2. On September 18, 1996, Judge Fullwood re-certified this action as a class action, and defined the class as: “all individuals, proprietorships, partnerships, corporations, and other entities (hereinafter “persons and entities”) that own or previously owned any structure used as a single family or multi-family residential dwelling (herein referred to as “structure”) located in the State of North Carolina, which structure had an EIFS system installed as an exterior wall cladding during the period 1969 through the present.”
3. On June 16, 1999, this Court, although questioning whether the Action would be certified as a class action were the issue presented today, denied defendants’ motions to decertify the class, ordered a separate trial for each defendant, and set the first phase of the trial for October 4, 1999. On July 13, 1999, this Court further denied Settling Defendant’s motion to decertify based upon separate arguments unique to its products. Settling Defendant appealed this Court’s June 16, 1999, and July 13, 1999 Orders, and the North Carolina Court of Appeals denied a stay pending appeal. The Settlement Agreement was executed prior to a decision being reached by the Court of Appeals on Settling Defendant’s appeal.

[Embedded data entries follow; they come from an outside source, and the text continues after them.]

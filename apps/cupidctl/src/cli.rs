use clap::{Args, Parser, Subcommand};
use cupid::BirthData;
use std::path::PathBuf;

#[derive(Parser, Debug)]
#[command(name = "cupidctl", version, about = "Natal chart and compatibility calculator")]
pub struct Cli {
    #[arg(long, global = true, help = "Path to cupid.toml (defaults to the usual search paths)")]
    pub config: Option<PathBuf>,
    #[arg(long, global = true, help = "Pretty-print JSON output")]
    pub pretty: bool,
    #[command(subcommand)]
    pub command: Commands,
}

#[derive(Subcommand, Debug)]
pub enum Commands {
    /// Assemble one natal chart
    Chart {
        #[command(flatten)]
        birth: BirthArgs,
    },
    /// Score two birth records against each other
    Match {
        #[arg(long = "a-date")]
        a_date: String,
        #[arg(long = "a-time")]
        a_time: Option<String>,
        #[arg(long = "a-place", default_value = "")]
        a_place: String,
        #[arg(long = "b-date")]
        b_date: String,
        #[arg(long = "b-time")]
        b_time: Option<String>,
        #[arg(long = "b-place", default_value = "")]
        b_place: String,
    },
}

#[derive(Args, Debug)]
pub struct BirthArgs {
    #[arg(long, help = "Birth date, YYYY-MM-DD")]
    pub date: String,
    #[arg(long, help = "Birth time, HH:MM (24-hour)")]
    pub time: Option<String>,
    #[arg(long, default_value = "", help = "Birth place identifier")]
    pub place: String,
}

impl From<BirthArgs> for BirthData {
    fn from(args: BirthArgs) -> Self {
        BirthData {
            birth_date: args.date,
            birth_time: args.time,
            birth_place: args.place,
        }
    }
}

4. After more than four years of intensive litigation in this action and as a result of more than three years of intensive, arm’s length negotiations between Class Counsel and Settling Defendant, the parties have reached accord with respect to a settlement that provides substantial benefits to Settlement Class Members, in return for a release and dismissal of the claims at issue in this case against the Settling Defendant. The Court preliminarily approved the resulting Settlement Agreement on December 23, 1999.
5. As part of the Order Granting Preliminary Approval, this Court approved a proposed Notice Plan and Class Notice, which provided Settlement Class Members notice of this and other proposed settlements with other Defendants. The Notice Plan provided an opportunity for class members to file objections to the settlement by March 6, 2000. In approving the Notice Plan, the Court was particularly attuned to the significance of the Notice reaching homeowners in North Carolina. Thus, the Court approved a Notice Plan that relied on a combination of television, radio, print advertising, an interactive website which provides access to the Notice and Claim Forms, and direct mail to provide the best notice practicable under the circumstances to reach North Carolina homeowners. The number of requests for the Notice and Claim Forms indicate that the Notice Plan has been successful.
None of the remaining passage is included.